THE RECORDS:
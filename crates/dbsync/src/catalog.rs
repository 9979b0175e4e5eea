//! Resolved view of a derived schema for one backend.

use std::collections::BTreeSet;

use crate::backend::Backend;
use crate::derive::DerivedSchema;
use crate::error::Result;
use crate::schema::TableSpec;

/// A field with its type resolved for the active backend.
#[derive(Debug, Clone, PartialEq, Eq)]
pub struct CatalogField {
    /// Column name.
    pub name: String,
    /// Uppercase column type.
    pub sql_type: String,
    /// Whether this is the primary key.
    pub primary_key: bool,
    /// Referenced table, if any.
    pub foreign_key: Option<String>,
}

/// An index with its name resolved for the active backend.
#[derive(Debug, Clone, PartialEq, Eq)]
pub struct CatalogIndex {
    /// Index name.
    pub name: String,
    /// Indexed fields, in order.
    pub fields: Vec<String>,
    /// Whether a fulltext index is wanted.
    pub fulltext: bool,
}

/// A derived table resolved for the active backend.
#[derive(Debug, Clone, PartialEq, Eq)]
pub struct CatalogTable {
    /// Table name.
    pub name: String,
    /// Fields in column order.
    pub fields: Vec<CatalogField>,
    /// Indexes in derivation order.
    pub indexes: Vec<CatalogIndex>,
    /// Whether any index is fulltext.
    pub fulltext: bool,
    /// Foreign keys that take part in integrity checks, as (field, table).
    pub checked_foreign_keys: Vec<(String, String)>,
}

impl CatalogTable {
    fn resolve(table: &TableSpec, backend: Backend) -> Result<Self> {
        let fields = table
            .fields
            .iter()
            .map(|field| CatalogField {
                name: field.name.clone(),
                sql_type: field.resolved_type(backend),
                primary_key: field.primary_key,
                foreign_key: field.foreign_key.clone(),
            })
            .collect();
        let indexes = table
            .indexes
            .iter()
            .map(|index| {
                Ok(CatalogIndex {
                    name: index.resolved_name(backend)?,
                    fields: index.fields.clone(),
                    fulltext: index.fulltext,
                })
            })
            .collect::<Result<Vec<_>>>()?;
        let checked_foreign_keys = table
            .fields
            .iter()
            .filter(|field| field.check_foreign_key)
            .filter_map(|field| {
                field
                    .foreign_key
                    .as_ref()
                    .map(|target| (field.name.clone(), target.clone()))
            })
            .collect();
        Ok(Self {
            name: table.name.clone(),
            fields,
            indexes,
            fulltext: table.is_fulltext(),
            checked_foreign_keys,
        })
    }

    /// Gets a field by name.
    #[must_use]
    pub fn get_field(&self, name: &str) -> Option<&CatalogField> {
        self.fields.iter().find(|f| f.name == name)
    }

    /// Gets an index by name.
    #[must_use]
    pub fn get_index(&self, name: &str) -> Option<&CatalogIndex> {
        self.indexes.iter().find(|i| i.name == name)
    }
}

/// Lookup structure over the derived schema, built once per spec hash.
///
/// A catalog is only valid for the documents it was derived from; callers
/// holding on to one should compare [`SchemaCatalog::is_current`] against
/// the hash of the documents they are about to use.
#[derive(Debug, Clone, PartialEq, Eq)]
pub struct SchemaCatalog {
    hash: String,
    backend: Backend,
    tables: Vec<CatalogTable>,
    ignored: BTreeSet<String>,
}

impl SchemaCatalog {
    /// Resolves `derived` for `backend`, tagging the result with `hash`.
    pub fn build(derived: &DerivedSchema, backend: Backend, hash: impl Into<String>) -> Result<Self> {
        let tables = derived
            .active()
            .map(|table| CatalogTable::resolve(table, backend))
            .collect::<Result<Vec<_>>>()?;
        Ok(Self {
            hash: hash.into(),
            backend,
            tables,
            ignored: derived.ignored().map(ToString::to_string).collect(),
        })
    }

    /// Returns true if the catalog was built from documents hashing to `hash`.
    #[must_use]
    pub fn is_current(&self, hash: &str) -> bool {
        self.hash == hash
    }

    /// The hash this catalog was built from.
    #[must_use]
    pub fn hash(&self) -> &str {
        &self.hash
    }

    /// The backend types and names were resolved for.
    #[must_use]
    pub fn backend(&self) -> Backend {
        self.backend
    }

    /// Active tables, in derivation order.
    #[must_use]
    pub fn tables(&self) -> &[CatalogTable] {
        &self.tables
    }

    /// Gets an active table by name.
    #[must_use]
    pub fn get_table(&self, name: &str) -> Option<&CatalogTable> {
        self.tables.iter().find(|t| t.name == name)
    }

    /// Returns true if `name` is a derived, non-ignored table.
    #[must_use]
    pub fn contains(&self, name: &str) -> bool {
        self.get_table(name).is_some()
    }

    /// Names of ignored tables.
    #[must_use]
    pub fn ignored(&self) -> &BTreeSet<String> {
        &self.ignored
    }

    /// Names of tables with at least one fulltext index.
    pub fn fulltext_tables(&self) -> impl Iterator<Item = &str> {
        self.tables
            .iter()
            .filter(|t| t.fulltext)
            .map(|t| t.name.as_str())
    }

    /// Checked foreign keys of `table`, as (field, referenced table).
    #[must_use]
    pub fn foreign_keys(&self, table: &str) -> &[(String, String)] {
        self.get_table(table)
            .map_or(&[][..], |t| t.checked_foreign_keys.as_slice())
    }
}

#[cfg(test)]
mod tests {
    use super::*;
    use crate::schema::{FieldSpec, IndexSpec};

    fn derived() -> DerivedSchema {
        let demo = TableSpec::new("tbl_demo")
            .field(FieldSpec::new("id", "/*MYSQL INT(11) *//*SQLITE integer */").primary_key())
            .field(FieldSpec::new("user_id", "int(11)").references("tbl_users"))
            .field(
                FieldSpec::new("group_id", "INT(11)")
                    .references("tbl_groups")
                    .unchecked(),
            )
            .with_index(
                IndexSpec::new("tbl_demo", &["user_id"])
                    .named("/*MYSQL user_id *//*SQLITE tbl_demo_user_id */"),
            );
        let legacy = TableSpec::new("tbl_legacy").ignored();
        DerivedSchema {
            tables: vec![demo, legacy],
        }
    }

    #[test]
    fn test_build_resolves_for_backend() {
        let catalog = SchemaCatalog::build(&derived(), Backend::Sqlite, "abc").unwrap();
        let demo = catalog.get_table("tbl_demo").unwrap();
        assert_eq!(demo.get_field("id").unwrap().sql_type, "INTEGER");
        assert_eq!(demo.get_field("user_id").unwrap().sql_type, "INT(11)");
        assert!(demo.get_index("tbl_demo_user_id").is_some());
        assert!(!catalog.contains("tbl_legacy"));
        assert!(catalog.ignored().contains("tbl_legacy"));
    }

    #[test]
    fn test_checked_foreign_keys() {
        let catalog = SchemaCatalog::build(&derived(), Backend::MySql, "abc").unwrap();
        assert_eq!(
            catalog.foreign_keys("tbl_demo"),
            [("user_id".to_string(), "tbl_users".to_string())]
        );
        assert!(catalog.foreign_keys("missing").is_empty());
    }

    #[test]
    fn test_is_current() {
        let catalog = SchemaCatalog::build(&derived(), Backend::MySql, "abc").unwrap();
        assert!(catalog.is_current("abc"));
        assert!(!catalog.is_current("def"));
        assert_eq!(catalog.fulltext_tables().count(), 0);
    }

    #[test]
    fn test_unnamed_index_is_rejected() {
        let derived = DerivedSchema {
            tables: vec![TableSpec::new("t").field(FieldSpec::new("a", "INT")).index(&["a"])],
        };
        assert!(SchemaCatalog::build(&derived, Backend::MySql, "x").is_err());
    }
}
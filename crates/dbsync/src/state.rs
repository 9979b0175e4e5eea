//! Stored pass hashes.
//!
//! This module manages the state table that records, per pass, the hash of
//! the documents the database was last synchronized against.

use chrono::{DateTime, Utc};

use crate::db::{Database, SqlValue};
use crate::dialect::dialect_for;
use crate::error::{Result, SyncError};
use crate::report::SyncKind;

/// Default name of the state table.
pub const DEFAULT_STATE_TABLE: &str = "dbsync_state";

/// A stored hash.
#[derive(Debug, Clone, PartialEq, Eq)]
pub struct StoredHash {
    /// Pass key (`dbschema` or `dbstatic`).
    pub name: String,
    /// Hash of the documents.
    pub hash: String,
    /// When the hash was written.
    pub updated_at: DateTime<Utc>,
}

/// Parses RFC 3339, or the `DATETIME` text format both backends return.
fn parse_timestamp(value: &str) -> Option<DateTime<Utc>> {
    DateTime::parse_from_rfc3339(value)
        .map(|dt| dt.with_timezone(&Utc))
        .or_else(|_| {
            chrono::NaiveDateTime::parse_from_str(value, "%Y-%m-%d %H:%M:%S").map(|dt| dt.and_utc())
        })
        .ok()
}

/// Reads and writes pass hashes.
#[derive(Debug, Clone)]
pub struct SyncStateStore {
    db: Database,
    table: String,
}

impl SyncStateStore {
    /// Creates a store over `table`.
    pub fn new(db: Database, table: impl Into<String>) -> Self {
        Self {
            db,
            table: table.into(),
        }
    }

    /// Name of the state table.
    #[must_use]
    pub fn table(&self) -> &str {
        &self.table
    }

    fn quoted(&self) -> String {
        dialect_for(self.db.backend()).quote_identifier(&self.table)
    }

    /// Ensures the state table exists.
    pub async fn ensure_table(&self) -> Result<()> {
        let sql = format!(
            "CREATE TABLE IF NOT EXISTS {} (\
             name VARCHAR(255) NOT NULL PRIMARY KEY, \
             hash VARCHAR(255) NOT NULL, \
             updated_at VARCHAR(64) NOT NULL)",
            self.quoted()
        );
        self.db.execute(&sql).await?;
        Ok(())
    }

    /// Returns the stored hash for `kind`, if any.
    pub async fn get(&self, kind: SyncKind) -> Result<Option<String>> {
        let sql = format!("SELECT hash FROM {} WHERE name = ?", self.quoted());
        self.db.fetch_optional(&sql, &[kind.state_key()]).await
    }

    /// Returns every stored hash.
    pub async fn all(&self) -> Result<Vec<StoredHash>> {
        let sql = format!(
            "SELECT name, hash, updated_at FROM {} ORDER BY name",
            self.quoted()
        );
        let rows: Vec<(String, String, String)> = self.db.fetch_all(&sql, &[]).await?;

        let mut stored = Vec::new();
        for (name, hash, updated_at) in rows {
            let Some(updated_at) = parse_timestamp(&updated_at) else {
                return Err(SyncError::InvalidTimestamp {
                    name,
                    value: updated_at,
                });
            };
            stored.push(StoredHash {
                name,
                hash,
                updated_at,
            });
        }
        Ok(stored)
    }

    /// Records `hash` for `kind`, replacing any previous value.
    pub async fn set(&self, kind: SyncKind, hash: &str) -> Result<()> {
        let sql = format!(
            "REPLACE INTO {} (name, hash, updated_at) VALUES (?, ?, ?)",
            self.quoted()
        );
        self.db
            .execute_with(
                &sql,
                &[
                    SqlValue::Text(kind.state_key().to_string()),
                    SqlValue::Text(hash.to_string()),
                    SqlValue::Text(Utc::now().to_rfc3339()),
                ],
            )
            .await?;
        Ok(())
    }
}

TASK DIRECTIONS:
Looking through the records, copy out every line in which the word "hashes" is found.

FINISHED EXERCISE:
//! Stored pass hashes.
/// Reads and writes pass hashes.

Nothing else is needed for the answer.